MATERIAL PROVIDED Block Start

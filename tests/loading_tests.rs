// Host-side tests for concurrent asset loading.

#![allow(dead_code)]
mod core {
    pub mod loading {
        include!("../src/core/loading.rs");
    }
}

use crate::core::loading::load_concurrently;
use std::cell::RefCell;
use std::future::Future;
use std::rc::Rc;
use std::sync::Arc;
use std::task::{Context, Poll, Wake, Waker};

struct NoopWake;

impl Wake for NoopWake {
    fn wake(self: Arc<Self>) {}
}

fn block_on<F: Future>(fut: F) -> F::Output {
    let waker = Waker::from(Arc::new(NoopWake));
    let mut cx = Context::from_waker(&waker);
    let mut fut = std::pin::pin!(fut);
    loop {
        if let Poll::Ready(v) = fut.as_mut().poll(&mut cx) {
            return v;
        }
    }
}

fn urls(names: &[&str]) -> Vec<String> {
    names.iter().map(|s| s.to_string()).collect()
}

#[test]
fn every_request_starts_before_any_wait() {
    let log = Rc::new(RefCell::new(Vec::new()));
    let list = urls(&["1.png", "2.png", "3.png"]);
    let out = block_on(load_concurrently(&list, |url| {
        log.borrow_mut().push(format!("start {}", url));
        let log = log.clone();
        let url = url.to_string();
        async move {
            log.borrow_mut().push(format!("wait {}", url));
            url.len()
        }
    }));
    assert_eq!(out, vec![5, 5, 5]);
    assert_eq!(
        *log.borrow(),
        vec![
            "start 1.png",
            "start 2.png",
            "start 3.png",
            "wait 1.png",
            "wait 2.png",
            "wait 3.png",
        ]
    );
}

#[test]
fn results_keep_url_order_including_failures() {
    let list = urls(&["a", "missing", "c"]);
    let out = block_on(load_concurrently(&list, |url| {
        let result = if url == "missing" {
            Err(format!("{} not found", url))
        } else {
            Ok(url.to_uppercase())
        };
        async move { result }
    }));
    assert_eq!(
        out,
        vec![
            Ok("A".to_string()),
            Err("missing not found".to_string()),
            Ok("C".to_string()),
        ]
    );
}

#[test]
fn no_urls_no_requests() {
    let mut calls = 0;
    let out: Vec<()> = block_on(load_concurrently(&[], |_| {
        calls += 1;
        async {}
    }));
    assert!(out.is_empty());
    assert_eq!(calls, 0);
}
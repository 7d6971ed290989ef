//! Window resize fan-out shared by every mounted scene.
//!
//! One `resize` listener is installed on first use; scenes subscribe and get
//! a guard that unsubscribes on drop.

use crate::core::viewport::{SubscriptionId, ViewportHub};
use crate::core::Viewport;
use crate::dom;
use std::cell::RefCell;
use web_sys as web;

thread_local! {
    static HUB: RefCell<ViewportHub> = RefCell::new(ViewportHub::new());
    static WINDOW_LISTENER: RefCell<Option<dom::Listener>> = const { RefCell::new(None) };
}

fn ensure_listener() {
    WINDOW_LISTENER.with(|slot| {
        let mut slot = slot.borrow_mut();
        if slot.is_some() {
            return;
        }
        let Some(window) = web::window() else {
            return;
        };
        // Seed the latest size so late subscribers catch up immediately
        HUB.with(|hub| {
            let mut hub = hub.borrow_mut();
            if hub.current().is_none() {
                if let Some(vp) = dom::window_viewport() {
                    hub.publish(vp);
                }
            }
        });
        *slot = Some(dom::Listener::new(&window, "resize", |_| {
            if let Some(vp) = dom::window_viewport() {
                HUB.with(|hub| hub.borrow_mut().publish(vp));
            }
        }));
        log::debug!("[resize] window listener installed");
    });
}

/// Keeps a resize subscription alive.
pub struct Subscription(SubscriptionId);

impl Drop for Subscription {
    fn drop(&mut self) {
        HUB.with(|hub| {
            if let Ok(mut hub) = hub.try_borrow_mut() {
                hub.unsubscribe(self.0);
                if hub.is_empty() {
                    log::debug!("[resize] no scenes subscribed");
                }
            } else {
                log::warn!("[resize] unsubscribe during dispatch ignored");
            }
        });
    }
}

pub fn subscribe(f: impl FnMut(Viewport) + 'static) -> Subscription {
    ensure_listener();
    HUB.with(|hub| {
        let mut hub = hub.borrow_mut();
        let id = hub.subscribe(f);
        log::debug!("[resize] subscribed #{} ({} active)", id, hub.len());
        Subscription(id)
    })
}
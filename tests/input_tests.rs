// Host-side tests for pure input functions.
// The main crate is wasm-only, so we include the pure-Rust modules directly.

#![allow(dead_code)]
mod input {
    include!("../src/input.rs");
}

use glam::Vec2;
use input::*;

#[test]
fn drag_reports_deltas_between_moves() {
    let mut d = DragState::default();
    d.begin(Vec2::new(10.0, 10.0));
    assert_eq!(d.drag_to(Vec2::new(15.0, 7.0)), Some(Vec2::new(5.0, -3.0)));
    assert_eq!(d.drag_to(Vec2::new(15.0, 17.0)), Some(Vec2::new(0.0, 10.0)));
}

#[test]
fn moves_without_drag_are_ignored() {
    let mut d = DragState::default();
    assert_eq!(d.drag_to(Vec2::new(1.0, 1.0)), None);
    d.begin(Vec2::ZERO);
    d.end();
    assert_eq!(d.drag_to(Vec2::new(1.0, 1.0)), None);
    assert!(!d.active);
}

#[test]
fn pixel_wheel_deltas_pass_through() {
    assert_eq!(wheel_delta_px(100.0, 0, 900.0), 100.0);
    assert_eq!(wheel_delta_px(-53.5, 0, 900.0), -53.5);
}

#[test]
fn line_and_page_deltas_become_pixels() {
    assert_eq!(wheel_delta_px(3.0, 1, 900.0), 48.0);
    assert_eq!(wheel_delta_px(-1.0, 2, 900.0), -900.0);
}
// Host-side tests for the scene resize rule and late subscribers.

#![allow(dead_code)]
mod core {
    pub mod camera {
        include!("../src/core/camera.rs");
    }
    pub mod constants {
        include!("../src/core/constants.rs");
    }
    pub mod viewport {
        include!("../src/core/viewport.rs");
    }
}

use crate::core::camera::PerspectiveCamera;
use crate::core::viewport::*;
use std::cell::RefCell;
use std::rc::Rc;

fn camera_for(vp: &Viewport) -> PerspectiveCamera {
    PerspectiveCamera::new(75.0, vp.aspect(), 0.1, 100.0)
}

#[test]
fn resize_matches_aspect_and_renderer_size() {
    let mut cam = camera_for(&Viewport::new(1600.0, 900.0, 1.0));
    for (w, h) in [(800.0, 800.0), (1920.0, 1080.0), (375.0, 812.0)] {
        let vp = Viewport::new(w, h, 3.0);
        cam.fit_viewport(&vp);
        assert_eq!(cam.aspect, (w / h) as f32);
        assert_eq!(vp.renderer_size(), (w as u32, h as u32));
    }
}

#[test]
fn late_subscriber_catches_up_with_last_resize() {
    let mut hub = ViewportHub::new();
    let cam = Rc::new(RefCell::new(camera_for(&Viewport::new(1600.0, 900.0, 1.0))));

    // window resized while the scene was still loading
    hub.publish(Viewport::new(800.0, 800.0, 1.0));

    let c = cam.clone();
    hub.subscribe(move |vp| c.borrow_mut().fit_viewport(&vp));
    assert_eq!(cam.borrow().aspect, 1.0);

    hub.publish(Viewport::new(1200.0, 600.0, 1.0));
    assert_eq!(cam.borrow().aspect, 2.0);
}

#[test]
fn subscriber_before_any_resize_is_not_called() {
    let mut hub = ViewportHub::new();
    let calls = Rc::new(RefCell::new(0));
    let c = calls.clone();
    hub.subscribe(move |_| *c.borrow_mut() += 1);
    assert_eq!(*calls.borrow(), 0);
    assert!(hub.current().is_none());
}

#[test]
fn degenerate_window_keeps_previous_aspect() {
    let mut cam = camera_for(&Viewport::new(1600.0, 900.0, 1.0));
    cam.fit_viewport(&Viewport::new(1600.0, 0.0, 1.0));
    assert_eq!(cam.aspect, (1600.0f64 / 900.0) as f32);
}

MATERIAL PROVIDED Block End
MATERIAL PROVIDED Block Start

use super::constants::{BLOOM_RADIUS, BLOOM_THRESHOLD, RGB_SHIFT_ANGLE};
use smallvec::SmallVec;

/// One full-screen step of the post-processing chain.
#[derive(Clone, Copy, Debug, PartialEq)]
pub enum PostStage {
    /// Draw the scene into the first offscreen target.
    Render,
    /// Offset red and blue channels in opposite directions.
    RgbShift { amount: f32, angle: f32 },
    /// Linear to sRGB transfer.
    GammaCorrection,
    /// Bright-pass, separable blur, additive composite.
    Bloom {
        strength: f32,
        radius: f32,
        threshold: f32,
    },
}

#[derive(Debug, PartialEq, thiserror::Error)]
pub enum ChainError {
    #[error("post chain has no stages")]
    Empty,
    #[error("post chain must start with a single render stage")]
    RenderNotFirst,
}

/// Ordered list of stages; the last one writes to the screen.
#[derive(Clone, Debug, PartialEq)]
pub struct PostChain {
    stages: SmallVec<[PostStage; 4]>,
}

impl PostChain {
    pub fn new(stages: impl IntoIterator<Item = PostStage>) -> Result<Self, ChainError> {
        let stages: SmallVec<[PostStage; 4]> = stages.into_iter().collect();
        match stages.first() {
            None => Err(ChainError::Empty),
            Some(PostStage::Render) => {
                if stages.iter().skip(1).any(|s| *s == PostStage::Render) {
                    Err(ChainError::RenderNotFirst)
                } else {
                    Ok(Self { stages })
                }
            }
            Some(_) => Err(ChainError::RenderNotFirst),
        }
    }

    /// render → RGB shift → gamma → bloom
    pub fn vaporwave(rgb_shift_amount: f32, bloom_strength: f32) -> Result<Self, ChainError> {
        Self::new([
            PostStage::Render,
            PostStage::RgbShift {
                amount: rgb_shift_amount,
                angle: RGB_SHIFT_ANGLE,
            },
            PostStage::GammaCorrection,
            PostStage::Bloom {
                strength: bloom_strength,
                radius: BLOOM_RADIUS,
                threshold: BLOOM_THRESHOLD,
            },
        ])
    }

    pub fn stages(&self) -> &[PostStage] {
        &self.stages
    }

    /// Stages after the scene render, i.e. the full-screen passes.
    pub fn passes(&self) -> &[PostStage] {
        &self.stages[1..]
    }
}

MATERIAL PROVIDED Block End
MATERIAL PROVIDED Block Start

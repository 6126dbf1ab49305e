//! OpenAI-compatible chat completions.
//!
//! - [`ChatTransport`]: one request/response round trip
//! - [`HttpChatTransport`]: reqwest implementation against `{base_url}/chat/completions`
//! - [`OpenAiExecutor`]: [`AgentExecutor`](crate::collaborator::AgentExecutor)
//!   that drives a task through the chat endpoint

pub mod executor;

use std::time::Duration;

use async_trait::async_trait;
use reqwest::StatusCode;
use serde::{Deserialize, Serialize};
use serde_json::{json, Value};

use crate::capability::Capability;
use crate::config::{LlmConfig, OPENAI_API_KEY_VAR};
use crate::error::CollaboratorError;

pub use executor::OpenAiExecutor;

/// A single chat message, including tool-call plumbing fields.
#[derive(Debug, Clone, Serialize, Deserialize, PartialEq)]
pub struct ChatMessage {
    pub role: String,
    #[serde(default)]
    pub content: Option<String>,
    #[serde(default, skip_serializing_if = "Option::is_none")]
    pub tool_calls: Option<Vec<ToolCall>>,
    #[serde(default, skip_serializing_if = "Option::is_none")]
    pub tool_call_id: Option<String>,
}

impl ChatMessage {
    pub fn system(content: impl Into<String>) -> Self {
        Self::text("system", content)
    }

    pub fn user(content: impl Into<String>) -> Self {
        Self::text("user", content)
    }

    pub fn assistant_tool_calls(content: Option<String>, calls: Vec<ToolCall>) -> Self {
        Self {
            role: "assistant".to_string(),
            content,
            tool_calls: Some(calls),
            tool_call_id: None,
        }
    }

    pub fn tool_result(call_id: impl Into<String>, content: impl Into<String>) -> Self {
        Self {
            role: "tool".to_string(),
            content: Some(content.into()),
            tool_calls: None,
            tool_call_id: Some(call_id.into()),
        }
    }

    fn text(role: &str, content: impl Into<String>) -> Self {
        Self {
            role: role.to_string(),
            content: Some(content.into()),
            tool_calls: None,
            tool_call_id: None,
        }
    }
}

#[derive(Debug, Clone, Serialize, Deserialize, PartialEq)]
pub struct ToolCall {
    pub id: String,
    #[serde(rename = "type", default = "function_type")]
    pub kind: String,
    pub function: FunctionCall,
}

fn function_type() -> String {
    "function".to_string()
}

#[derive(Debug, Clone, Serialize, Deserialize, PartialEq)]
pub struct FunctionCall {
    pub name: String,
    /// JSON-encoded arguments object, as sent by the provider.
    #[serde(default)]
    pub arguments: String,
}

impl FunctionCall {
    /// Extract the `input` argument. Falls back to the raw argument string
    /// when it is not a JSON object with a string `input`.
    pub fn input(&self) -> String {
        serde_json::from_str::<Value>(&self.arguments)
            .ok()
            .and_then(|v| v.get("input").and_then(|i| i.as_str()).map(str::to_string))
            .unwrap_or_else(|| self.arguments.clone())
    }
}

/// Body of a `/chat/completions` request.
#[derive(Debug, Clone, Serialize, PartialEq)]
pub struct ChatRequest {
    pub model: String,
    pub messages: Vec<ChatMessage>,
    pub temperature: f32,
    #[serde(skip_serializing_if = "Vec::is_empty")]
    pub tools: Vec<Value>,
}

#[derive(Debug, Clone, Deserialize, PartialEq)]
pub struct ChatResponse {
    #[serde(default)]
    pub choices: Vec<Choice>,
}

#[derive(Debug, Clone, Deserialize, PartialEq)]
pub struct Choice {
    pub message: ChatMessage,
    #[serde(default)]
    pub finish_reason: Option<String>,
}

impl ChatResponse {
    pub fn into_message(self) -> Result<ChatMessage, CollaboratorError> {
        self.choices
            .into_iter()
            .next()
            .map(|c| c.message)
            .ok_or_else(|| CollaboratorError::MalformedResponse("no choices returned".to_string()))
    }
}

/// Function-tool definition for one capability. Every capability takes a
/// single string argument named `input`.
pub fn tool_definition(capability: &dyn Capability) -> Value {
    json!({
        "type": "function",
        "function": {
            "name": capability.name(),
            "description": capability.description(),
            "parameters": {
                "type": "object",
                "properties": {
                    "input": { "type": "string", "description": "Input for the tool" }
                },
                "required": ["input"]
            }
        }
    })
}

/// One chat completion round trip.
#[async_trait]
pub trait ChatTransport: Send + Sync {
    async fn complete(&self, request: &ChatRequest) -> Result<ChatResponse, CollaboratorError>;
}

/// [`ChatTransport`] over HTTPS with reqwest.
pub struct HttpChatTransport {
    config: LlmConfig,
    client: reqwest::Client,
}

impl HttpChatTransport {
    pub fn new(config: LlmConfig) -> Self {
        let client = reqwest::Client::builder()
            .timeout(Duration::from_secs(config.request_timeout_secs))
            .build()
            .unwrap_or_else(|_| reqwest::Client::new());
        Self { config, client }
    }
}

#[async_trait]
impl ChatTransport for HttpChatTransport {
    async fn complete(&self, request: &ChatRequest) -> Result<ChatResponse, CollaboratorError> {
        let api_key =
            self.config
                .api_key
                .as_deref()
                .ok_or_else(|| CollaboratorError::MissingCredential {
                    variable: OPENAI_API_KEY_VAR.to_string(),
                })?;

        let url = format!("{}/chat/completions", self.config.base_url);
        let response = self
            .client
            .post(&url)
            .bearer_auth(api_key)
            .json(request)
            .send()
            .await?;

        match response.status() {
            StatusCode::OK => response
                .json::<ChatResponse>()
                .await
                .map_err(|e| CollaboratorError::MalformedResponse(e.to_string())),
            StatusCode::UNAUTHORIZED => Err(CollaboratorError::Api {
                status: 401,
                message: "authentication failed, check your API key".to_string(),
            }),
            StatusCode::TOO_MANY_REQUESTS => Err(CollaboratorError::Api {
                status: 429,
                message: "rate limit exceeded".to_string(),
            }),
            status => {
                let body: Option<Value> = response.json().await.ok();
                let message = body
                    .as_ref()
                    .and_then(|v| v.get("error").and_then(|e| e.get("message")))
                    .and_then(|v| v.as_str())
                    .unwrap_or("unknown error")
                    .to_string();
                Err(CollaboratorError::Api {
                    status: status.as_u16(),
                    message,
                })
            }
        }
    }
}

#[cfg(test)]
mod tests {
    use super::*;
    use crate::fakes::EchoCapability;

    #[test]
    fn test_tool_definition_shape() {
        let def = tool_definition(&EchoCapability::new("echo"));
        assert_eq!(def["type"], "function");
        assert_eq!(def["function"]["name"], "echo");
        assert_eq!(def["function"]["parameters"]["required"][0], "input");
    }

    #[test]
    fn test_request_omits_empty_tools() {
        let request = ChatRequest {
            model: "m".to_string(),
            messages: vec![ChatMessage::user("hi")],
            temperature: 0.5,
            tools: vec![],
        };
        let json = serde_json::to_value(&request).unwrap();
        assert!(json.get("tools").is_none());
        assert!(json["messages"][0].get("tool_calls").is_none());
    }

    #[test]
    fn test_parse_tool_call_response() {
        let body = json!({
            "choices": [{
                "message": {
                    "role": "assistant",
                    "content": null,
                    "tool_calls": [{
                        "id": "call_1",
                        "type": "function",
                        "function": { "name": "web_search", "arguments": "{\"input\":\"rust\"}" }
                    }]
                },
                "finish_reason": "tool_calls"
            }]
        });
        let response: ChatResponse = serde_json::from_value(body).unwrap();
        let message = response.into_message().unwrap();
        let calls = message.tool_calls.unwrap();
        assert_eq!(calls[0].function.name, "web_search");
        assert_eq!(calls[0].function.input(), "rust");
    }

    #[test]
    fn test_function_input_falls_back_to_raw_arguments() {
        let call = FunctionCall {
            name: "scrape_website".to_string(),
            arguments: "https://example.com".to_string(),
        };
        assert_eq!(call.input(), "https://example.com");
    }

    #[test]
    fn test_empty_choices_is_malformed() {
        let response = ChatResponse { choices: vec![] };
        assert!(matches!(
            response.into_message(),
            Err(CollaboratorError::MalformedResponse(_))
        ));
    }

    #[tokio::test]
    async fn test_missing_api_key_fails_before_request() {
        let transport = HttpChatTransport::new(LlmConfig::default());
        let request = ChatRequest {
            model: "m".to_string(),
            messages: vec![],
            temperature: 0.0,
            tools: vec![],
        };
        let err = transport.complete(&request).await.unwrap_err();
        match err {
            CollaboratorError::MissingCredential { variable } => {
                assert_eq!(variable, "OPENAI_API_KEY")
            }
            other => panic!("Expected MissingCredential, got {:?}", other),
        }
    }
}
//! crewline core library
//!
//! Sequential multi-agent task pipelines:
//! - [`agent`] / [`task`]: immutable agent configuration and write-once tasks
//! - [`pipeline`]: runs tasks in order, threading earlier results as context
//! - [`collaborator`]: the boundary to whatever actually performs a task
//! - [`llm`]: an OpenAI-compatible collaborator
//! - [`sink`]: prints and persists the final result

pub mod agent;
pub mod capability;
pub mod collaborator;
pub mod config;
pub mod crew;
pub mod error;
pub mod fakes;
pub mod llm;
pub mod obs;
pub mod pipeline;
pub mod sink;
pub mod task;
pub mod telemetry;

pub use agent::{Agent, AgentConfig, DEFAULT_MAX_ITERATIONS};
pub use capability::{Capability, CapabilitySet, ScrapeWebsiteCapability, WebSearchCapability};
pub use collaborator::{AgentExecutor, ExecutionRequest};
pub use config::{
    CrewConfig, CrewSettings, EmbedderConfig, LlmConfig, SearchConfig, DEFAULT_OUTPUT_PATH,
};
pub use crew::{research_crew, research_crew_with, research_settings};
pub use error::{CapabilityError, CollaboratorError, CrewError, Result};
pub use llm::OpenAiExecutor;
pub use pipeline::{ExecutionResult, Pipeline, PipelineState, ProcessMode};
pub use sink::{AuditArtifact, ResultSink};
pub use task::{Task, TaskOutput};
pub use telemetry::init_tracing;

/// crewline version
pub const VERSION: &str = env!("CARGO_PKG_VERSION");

MATERIAL PROVIDED Block End

● ACTIVITY
Give the count of lines in the listing that hold the word "pure", with no other text.

● OUTPUT
2